__WHAT NEEDS TO BE DONE__. Copy out the lines of the listing from the one containing "fn main() ->" onward, through the last, without altering any.

★ ★ ★ ★ ★

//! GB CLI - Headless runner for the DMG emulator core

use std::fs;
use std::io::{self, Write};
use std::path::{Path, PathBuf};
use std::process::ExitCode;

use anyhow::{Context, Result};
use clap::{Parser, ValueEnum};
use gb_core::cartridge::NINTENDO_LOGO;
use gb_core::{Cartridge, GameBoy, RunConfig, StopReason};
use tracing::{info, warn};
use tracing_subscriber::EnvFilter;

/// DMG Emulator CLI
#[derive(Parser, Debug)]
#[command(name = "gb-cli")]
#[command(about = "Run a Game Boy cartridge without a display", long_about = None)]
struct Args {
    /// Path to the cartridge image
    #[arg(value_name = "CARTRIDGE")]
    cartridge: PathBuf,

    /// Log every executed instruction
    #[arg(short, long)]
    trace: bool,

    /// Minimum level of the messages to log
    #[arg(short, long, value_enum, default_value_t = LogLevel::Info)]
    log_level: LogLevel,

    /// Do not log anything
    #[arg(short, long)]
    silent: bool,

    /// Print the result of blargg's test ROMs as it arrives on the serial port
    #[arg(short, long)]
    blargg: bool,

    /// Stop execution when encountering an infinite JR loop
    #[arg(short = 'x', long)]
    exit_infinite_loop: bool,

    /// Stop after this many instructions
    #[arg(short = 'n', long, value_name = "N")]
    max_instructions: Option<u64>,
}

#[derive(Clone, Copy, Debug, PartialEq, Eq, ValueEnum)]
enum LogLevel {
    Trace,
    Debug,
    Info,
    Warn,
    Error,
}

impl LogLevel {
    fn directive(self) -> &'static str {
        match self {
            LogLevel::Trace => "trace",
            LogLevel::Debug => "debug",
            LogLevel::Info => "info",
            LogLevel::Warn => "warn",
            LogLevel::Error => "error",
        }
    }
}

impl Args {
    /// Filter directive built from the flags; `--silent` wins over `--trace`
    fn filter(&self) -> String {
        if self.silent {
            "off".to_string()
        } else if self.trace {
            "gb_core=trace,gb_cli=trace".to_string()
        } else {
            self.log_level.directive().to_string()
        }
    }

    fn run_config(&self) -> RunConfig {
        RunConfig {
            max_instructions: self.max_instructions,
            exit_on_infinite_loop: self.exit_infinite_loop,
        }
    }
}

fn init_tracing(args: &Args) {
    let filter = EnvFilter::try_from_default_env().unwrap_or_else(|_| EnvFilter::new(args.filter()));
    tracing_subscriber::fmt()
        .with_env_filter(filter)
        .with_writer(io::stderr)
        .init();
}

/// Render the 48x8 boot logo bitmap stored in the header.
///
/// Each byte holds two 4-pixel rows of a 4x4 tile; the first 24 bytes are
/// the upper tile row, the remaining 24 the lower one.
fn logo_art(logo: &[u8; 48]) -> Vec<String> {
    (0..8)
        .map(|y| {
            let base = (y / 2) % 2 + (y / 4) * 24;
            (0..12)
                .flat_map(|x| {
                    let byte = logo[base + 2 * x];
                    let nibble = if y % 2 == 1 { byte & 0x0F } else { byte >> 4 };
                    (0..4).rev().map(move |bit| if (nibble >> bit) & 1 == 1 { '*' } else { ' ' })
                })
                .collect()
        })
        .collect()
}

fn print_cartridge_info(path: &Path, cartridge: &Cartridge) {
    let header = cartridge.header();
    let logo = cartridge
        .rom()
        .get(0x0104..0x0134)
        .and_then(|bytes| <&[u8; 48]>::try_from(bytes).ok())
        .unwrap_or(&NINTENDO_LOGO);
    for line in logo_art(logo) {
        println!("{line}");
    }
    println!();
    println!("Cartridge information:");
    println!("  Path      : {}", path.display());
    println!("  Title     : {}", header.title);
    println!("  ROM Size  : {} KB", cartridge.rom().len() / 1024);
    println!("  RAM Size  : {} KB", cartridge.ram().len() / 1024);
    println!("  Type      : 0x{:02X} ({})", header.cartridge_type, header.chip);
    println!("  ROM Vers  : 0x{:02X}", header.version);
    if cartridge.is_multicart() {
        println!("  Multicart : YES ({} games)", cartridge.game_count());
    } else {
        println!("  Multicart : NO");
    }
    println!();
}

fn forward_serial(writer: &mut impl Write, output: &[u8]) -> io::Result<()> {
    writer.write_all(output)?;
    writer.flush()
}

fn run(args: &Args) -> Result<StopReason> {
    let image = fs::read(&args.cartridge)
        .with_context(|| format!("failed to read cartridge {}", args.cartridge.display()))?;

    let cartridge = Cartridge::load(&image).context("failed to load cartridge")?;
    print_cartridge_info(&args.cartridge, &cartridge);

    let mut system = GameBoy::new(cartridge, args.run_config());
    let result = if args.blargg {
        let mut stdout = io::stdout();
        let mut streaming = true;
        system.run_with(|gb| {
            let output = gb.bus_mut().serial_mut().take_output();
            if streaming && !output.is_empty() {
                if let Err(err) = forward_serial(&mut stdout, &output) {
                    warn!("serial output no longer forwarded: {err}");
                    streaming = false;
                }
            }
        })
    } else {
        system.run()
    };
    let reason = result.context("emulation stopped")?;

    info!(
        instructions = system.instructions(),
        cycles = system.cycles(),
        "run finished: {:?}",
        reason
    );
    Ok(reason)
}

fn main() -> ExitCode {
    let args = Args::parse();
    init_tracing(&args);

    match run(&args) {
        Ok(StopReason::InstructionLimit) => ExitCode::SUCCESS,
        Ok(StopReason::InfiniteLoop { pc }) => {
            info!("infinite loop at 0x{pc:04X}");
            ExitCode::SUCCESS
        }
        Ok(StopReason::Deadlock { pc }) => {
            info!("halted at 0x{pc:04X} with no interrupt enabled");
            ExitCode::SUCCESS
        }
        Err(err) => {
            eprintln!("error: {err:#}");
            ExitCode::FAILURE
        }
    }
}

★ ★ ★ ★ ★

__THE COMPLETED TASK__.
fn main() -> ExitCode {
    let args = Args::parse();
    init_tracing(&args);

    match run(&args) {
        Ok(StopReason::InstructionLimit) => ExitCode::SUCCESS,
        Ok(StopReason::InfiniteLoop { pc }) => {
            info!("infinite loop at 0x{pc:04X}");
            ExitCode::SUCCESS
        }
        Ok(StopReason::Deadlock { pc }) => {
            info!("halted at 0x{pc:04X} with no interrupt enabled");
            ExitCode::SUCCESS
        }
        Err(err) => {
            eprintln!("error: {err:#}");
            ExitCode::FAILURE
        }
    }
}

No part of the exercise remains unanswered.